The judgement framework — and why “Can't tell” is an answer, not a failure.
True means the passage states the claim or directly forces it. False means the passage contradicts it. Can't tell means the passage simply does not give you enough to decide either way. The discipline is in the word passage: the verdict is about what this text supports, never about what is true in the world.
Direct reference — the claim is stated outright; your job is just to find the line. Inference — the claim is not stated, but what is stated logically forces it; this needs a deliberate reasoning step, and the real exam uses it far more than practice banks do. Assumption — the claim hinges on information the passage never gives; that missing link is exactly what makes the verdict Can't tell.
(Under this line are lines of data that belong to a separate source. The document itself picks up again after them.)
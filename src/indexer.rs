use std::sync::Arc;

use tracing::{error, info};

use crate::article::Article;
use crate::db::StructuredStore;
use crate::entity::EntityType;
use crate::error::PipelineError;
use crate::vector::{VectorPayload, VectorStore};
use crate::TARGET_PIPELINE;

/// Impacts at or above this confidence are copied into the vector payload
/// for filterable retrieval.
const PAYLOAD_IMPACT_FLOOR: f32 = 0.8;

/// Which halves of a dual-store write have landed. Used to retry only the
/// failed half after a partial failure.
#[derive(Debug, Clone, Copy, Default)]
pub struct StorageReceipt {
    pub vector_stored: bool,
    pub structured_stored: bool,
}

/// Persists finished records into the vector store (semantic retrieval)
/// and the structured store (entity/sector filtering). Effectively
/// idempotent: re-storing an article id overwrites both halves.
pub struct Indexer {
    vectors: Arc<dyn VectorStore>,
    store: Arc<dyn StructuredStore>,
}

impl Indexer {
    pub fn new(vectors: Arc<dyn VectorStore>, store: Arc<dyn StructuredStore>) -> Self {
        Self { vectors, store }
    }

    /// Write both halves. A single-half failure surfaces as
    /// `PartialStorage` naming the failed side; a dual failure as
    /// `DependencyUnavailable`.
    pub async fn store(&self, article: &Article, embedding: &[f32]) -> Result<(), PipelineError> {
        self.store_with_receipt(article, embedding, StorageReceipt::default())
            .await
    }

    /// Resume after a partial failure: halves already marked stored in the
    /// receipt are skipped.
    pub async fn store_with_receipt(
        &self,
        article: &Article,
        embedding: &[f32],
        receipt: StorageReceipt,
    ) -> Result<(), PipelineError> {
        let payload = build_payload(article);

        let vector_result = if receipt.vector_stored {
            Ok(())
        } else {
            self.vectors
                .upsert(&article.id, embedding, &article.normalized_content, &payload)
                .await
        };

        let structured_result = if receipt.structured_stored {
            Ok(())
        } else {
            self.store_structured(article).await
        };

        match (vector_result, structured_result) {
            (Ok(()), Ok(())) => {
                info!(target: TARGET_PIPELINE, article_id = %article.id, "article indexed");
                Ok(())
            }
            (Err(vector_err), Err(structured_err)) => {
                error!(
                    target: TARGET_PIPELINE,
                    article_id = %article.id,
                    vector_error = %vector_err,
                    structured_error = %structured_err,
                    "both stores rejected the write"
                );
                Err(PipelineError::dependency("storage", vector_err))
            }
            (Ok(()), Err(e)) => Err(PipelineError::PartialStorage {
                vector_stored: true,
                structured_stored: false,
                source: e,
            }),
            (Err(e), Ok(())) => Err(PipelineError::PartialStorage {
                vector_stored: false,
                structured_stored: true,
                source: e,
            }),
        }
    }

    async fn store_structured(&self, article: &Article) -> anyhow::Result<()> {
        self.store.upsert_article(article).await?;
        if let Some(cluster_id) = &article.cluster_id {
            // For a representative the cluster id is its own article id,
            // creating the cluster; for duplicates this bumps the count.
            self.store
                .record_cluster_member(cluster_id, cluster_id)
                .await?;
        }
        Ok(())
    }
}

/// Metadata copied next to the embedding so retrieval can filter without
/// touching the structured store.
pub fn build_payload(article: &Article) -> VectorPayload {
    let mut sectors = Vec::new();
    let mut entity_values = Vec::new();
    for entity in &article.entities {
        match entity.entity_type {
            EntityType::Sector => sectors.push(entity.value.to_lowercase()),
            EntityType::Company | EntityType::Regulator => {
                entity_values.push(entity.value.to_lowercase())
            }
            EntityType::Event => {}
        }
    }

    let impacted_symbols = article
        .stock_impacts
        .iter()
        .filter(|impact| impact.confidence >= PAYLOAD_IMPACT_FLOOR)
        .map(|impact| impact.stock_symbol.clone())
        .collect();

    VectorPayload {
        article_id: article.id.clone(),
        title: article.title.clone(),
        source: article.source.clone(),
        published_at: Some(article.published_at),
        cluster_id: article.cluster_id.clone(),
        is_duplicate: article.is_duplicate,
        sectors,
        entity_values,
        sentiment_label: article.sentiment.as_ref().map(|s| s.label.to_string()),
        impacted_symbols,
    }
}

#[cfg(test)]
mod tests {
    use super::*;
    use crate::article::{ImpactType, StockImpact};
    use crate::entity::{Entity, EntityType};
    use crate::testing::{sample_article, MemoryStore, MemoryVectorStore};

    fn article_with_entities(id: &str) -> Article {
        let mut article = sample_article(id);
        article.entities = vec![
            Entity::new(EntityType::Company, "HDFC Bank", 1.0),
            Entity::new(EntityType::Sector, "Banking", 0.9),
            Entity::new(EntityType::Event, "earnings", 0.9),
        ];
        article.stock_impacts = vec![
            StockImpact {
                stock_symbol: "HDFCBANK".to_string(),
                company_name: "HDFC Bank".to_string(),
                impact_type: ImpactType::Direct,
                confidence: 1.0,
                reasoning: "HDFC Bank directly mentioned in article".to_string(),
            },
            StockImpact {
                stock_symbol: "ICICIBANK".to_string(),
                company_name: "ICICI Bank".to_string(),
                impact_type: ImpactType::Sector,
                confidence: 0.67,
                reasoning: "peer".to_string(),
            },
        ];
        article
    }

    #[tokio::test]
    async fn stores_both_halves() {
        let vectors = Arc::new(MemoryVectorStore::new());
        let store = Arc::new(MemoryStore::new());
        let indexer = Indexer::new(Arc::clone(&vectors) as _, Arc::clone(&store) as _);

        let article = article_with_entities("a1");
        indexer.store(&article, &[1.0, 0.0]).await.unwrap();

        assert!(vectors.contains("a1").await);
        assert!(store.get_article("a1").await.unwrap().is_some());
        let cluster = store.get_cluster("a1").await.unwrap().unwrap();
        assert_eq!(cluster.member_count, 1);
    }

    #[tokio::test]
    async fn partial_failure_names_the_failed_half() {
        let vectors = Arc::new(MemoryVectorStore::new());
        let store = Arc::new(MemoryStore::new());
        store.set_failing(true);
        let indexer = Indexer::new(Arc::clone(&vectors) as _, Arc::clone(&store) as _);

        let article = article_with_entities("a1");
        let err = indexer.store(&article, &[1.0, 0.0]).await.unwrap_err();
        match err {
            PipelineError::PartialStorage {
                vector_stored,
                structured_stored,
                ..
            } => {
                assert!(vector_stored);
                assert!(!structured_stored);
            }
            other => panic!("expected PartialStorage, got {other:?}"),
        }
    }

    #[tokio::test]
    async fn retrying_the_failed_half_completes_the_record() {
        let vectors = Arc::new(MemoryVectorStore::new());
        let store = Arc::new(MemoryStore::new());
        store.set_failing(true);
        let indexer = Indexer::new(Arc::clone(&vectors) as _, Arc::clone(&store) as _);

        let article = article_with_entities("a1");
        let err = indexer.store(&article, &[1.0, 0.0]).await.unwrap_err();
        let receipt = match err {
            PipelineError::PartialStorage {
                vector_stored,
                structured_stored,
                ..
            } => StorageReceipt {
                vector_stored,
                structured_stored,
            },
            other => panic!("expected PartialStorage, got {other:?}"),
        };

        store.set_failing(false);
        let upserts_before = vectors.upsert_count();
        indexer
            .store_with_receipt(&article, &[1.0, 0.0], receipt)
            .await
            .unwrap();
        assert_eq!(
            vectors.upsert_count(),
            upserts_before,
            "already-stored half is not rewritten"
        );
        assert!(store.get_article("a1").await.unwrap().is_some());
    }

    #[tokio::test]
    async fn dual_failure_is_dependency_unavailable() {
        let vectors = Arc::new(MemoryVectorStore::new());
        vectors.set_failing(true);
        let store = Arc::new(MemoryStore::new());
        store.set_failing(true);
        let indexer = Indexer::new(Arc::clone(&vectors) as _, Arc::clone(&store) as _);

        let err = indexer
            .store(&article_with_entities("a1"), &[1.0, 0.0])
            .await
            .unwrap_err();
        assert!(matches!(err, PipelineError::DependencyUnavailable { .. }));
    }

    #[test]
    fn payload_separates_sectors_from_entity_values() {
        let article = article_with_entities("a1");
        let payload = build_payload(&article);
        assert_eq!(payload.sectors, vec!["banking".to_string()]);
        assert_eq!(payload.entity_values, vec!["hdfc bank".to_string()]);
        // Only the >= 0.8 impact makes it into the payload.
        assert_eq!(payload.impacted_symbols, vec!["HDFCBANK".to_string()]);
    }

    #[tokio::test]
    async fn duplicate_membership_bumps_cluster_count() {
        let vectors = Arc::new(MemoryVectorStore::new());
        let store = Arc::new(MemoryStore::new());
        let indexer = Indexer::new(Arc::clone(&vectors) as _, Arc::clone(&store) as _);

        let representative = article_with_entities("rep");
        indexer.store(&representative, &[1.0, 0.0]).await.unwrap();

        let mut duplicate = sample_article("dup");
        duplicate.is_duplicate = true;
        duplicate.cluster_id = Some("rep".to_string());
        indexer.store(&duplicate, &[1.0, 0.01]).await.unwrap();

        let cluster = store.get_cluster("rep").await.unwrap().unwrap();
        assert_eq!(cluster.member_count, 2);
    }
}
Naming which of the three you are dealing with stops the most common drift: treating an assumption question as if it were an inference, and talking yourself into a verdict the text never earned.
Most wrong answers in this format come from filling the passage's gaps with outside knowledge. If the claim is plausible, even obviously true in real life, but the passage neither confirms nor denies it — the answer is Can't tell. It is the most under-used correct option in the section, and the one strong scorers pick without flinching.
Equally, Can't tell is not a dumping ground for hard questions. If the passage forces the claim, it is True, however deep the forcing sentence is buried.
Absolute claims — always, never, all, only — are easy to break: one counter-example in the passage makes them False, and a hedged passage (often, may, some) can never force them True. Match the strength of the claim to the strength of the text before you commit.